(Collected data entries)
════════════════
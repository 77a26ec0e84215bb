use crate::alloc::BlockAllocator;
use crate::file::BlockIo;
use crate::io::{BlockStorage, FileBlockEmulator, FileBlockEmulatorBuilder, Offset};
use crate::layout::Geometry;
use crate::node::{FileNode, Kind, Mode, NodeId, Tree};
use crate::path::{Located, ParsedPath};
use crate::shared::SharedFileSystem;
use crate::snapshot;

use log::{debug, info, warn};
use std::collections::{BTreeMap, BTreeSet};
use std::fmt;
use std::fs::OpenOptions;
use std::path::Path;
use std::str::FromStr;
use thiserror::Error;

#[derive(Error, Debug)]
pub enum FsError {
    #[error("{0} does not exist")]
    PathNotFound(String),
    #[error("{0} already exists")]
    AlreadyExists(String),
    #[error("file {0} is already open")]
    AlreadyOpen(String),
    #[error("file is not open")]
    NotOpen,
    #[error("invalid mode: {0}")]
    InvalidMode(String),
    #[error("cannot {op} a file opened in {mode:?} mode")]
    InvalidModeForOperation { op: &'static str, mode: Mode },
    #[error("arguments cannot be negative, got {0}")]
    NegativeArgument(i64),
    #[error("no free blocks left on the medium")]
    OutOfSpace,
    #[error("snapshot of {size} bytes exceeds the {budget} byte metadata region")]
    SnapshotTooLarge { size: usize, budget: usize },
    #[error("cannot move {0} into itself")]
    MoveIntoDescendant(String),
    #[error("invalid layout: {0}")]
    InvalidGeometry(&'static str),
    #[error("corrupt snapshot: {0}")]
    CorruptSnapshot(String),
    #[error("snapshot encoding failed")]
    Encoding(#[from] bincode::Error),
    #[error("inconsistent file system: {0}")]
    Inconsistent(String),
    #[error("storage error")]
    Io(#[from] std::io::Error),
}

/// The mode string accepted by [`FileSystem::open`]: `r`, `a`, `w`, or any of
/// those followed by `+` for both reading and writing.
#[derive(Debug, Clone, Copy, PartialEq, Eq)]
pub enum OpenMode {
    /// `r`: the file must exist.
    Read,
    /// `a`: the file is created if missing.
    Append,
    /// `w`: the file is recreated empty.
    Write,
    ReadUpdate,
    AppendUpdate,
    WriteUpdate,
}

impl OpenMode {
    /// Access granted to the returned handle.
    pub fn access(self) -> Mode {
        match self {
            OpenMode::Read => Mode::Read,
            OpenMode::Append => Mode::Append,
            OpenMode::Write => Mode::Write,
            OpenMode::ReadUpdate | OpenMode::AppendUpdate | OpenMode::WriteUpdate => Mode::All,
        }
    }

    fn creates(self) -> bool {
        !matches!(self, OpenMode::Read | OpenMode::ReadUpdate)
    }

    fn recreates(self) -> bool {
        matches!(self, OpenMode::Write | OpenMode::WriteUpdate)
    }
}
════════════════
- **REQUIREMENT**: A faithful, complete copy of the entries above is required.

- **RESPONSE TO THE EXERCISE**:
repository 77a26ec0e84215bb
use crate::alloc::BlockAllocator;
use crate::file::BlockIo;
use crate::io::{BlockStorage, FileBlockEmulator, FileBlockEmulatorBuilder, Offset};
use crate::layout::Geometry;
use crate::node::{FileNode, Kind, Mode, NodeId, Tree};
use crate::path::{Located, ParsedPath};
use crate::shared::SharedFileSystem;
use crate::snapshot;

use log::{debug, info, warn};
use std::collections::{BTreeMap, BTreeSet};
use std::fmt;
use std::fs::OpenOptions;
use std::path::Path;
use std::str::FromStr;
use thiserror::Error;

#[derive(Error, Debug)]
pub enum FsError {
    #[error("{0} does not exist")]
    PathNotFound(String),
    #[error("{0} already exists")]
    AlreadyExists(String),
    #[error("file {0} is already open")]
    AlreadyOpen(String),
    #[error("file is not open")]
    NotOpen,
    #[error("invalid mode: {0}")]
    InvalidMode(String),
    #[error("cannot {op} a file opened in {mode:?} mode")]
    InvalidModeForOperation { op: &'static str, mode: Mode },
    #[error("arguments cannot be negative, got {0}")]
    NegativeArgument(i64),
    #[error("no free blocks left on the medium")]
    OutOfSpace,
    #[error("snapshot of {size} bytes exceeds the {budget} byte metadata region")]
    SnapshotTooLarge { size: usize, budget: usize },
    #[error("cannot move {0} into itself")]
    MoveIntoDescendant(String),
    #[error("invalid layout: {0}")]
    InvalidGeometry(&'static str),
    #[error("corrupt snapshot: {0}")]
    CorruptSnapshot(String),
    #[error("snapshot encoding failed")]
    Encoding(#[from] bincode::Error),
    #[error("inconsistent file system: {0}")]
    Inconsistent(String),
    #[error("storage error")]
    Io(#[from] std::io::Error),
}

/// The mode string accepted by [`FileSystem::open`]: `r`, `a`, `w`, or any of
/// those followed by `+` for both reading and writing.
#[derive(Debug, Clone, Copy, PartialEq, Eq)]
pub enum OpenMode {
    /// `r`: the file must exist.
    Read,
    /// `a`: the file is created if missing.
    Append,
    /// `w`: the file is recreated empty.
    Write,
    ReadUpdate,
    AppendUpdate,
    WriteUpdate,
}

impl OpenMode {
    /// Access granted to the returned handle.
    pub fn access(self) -> Mode {
        match self {
            OpenMode::Read => Mode::Read,
            OpenMode::Append => Mode::Append,
            OpenMode::Write => Mode::Write,
            OpenMode::ReadUpdate | OpenMode::AppendUpdate | OpenMode::WriteUpdate => Mode::All,
        }
    }

    fn creates(self) -> bool {
        !matches!(self, OpenMode::Read | OpenMode::ReadUpdate)
    }

    fn recreates(self) -> bool {
        matches!(self, OpenMode::Write | OpenMode::WriteUpdate)
    }
}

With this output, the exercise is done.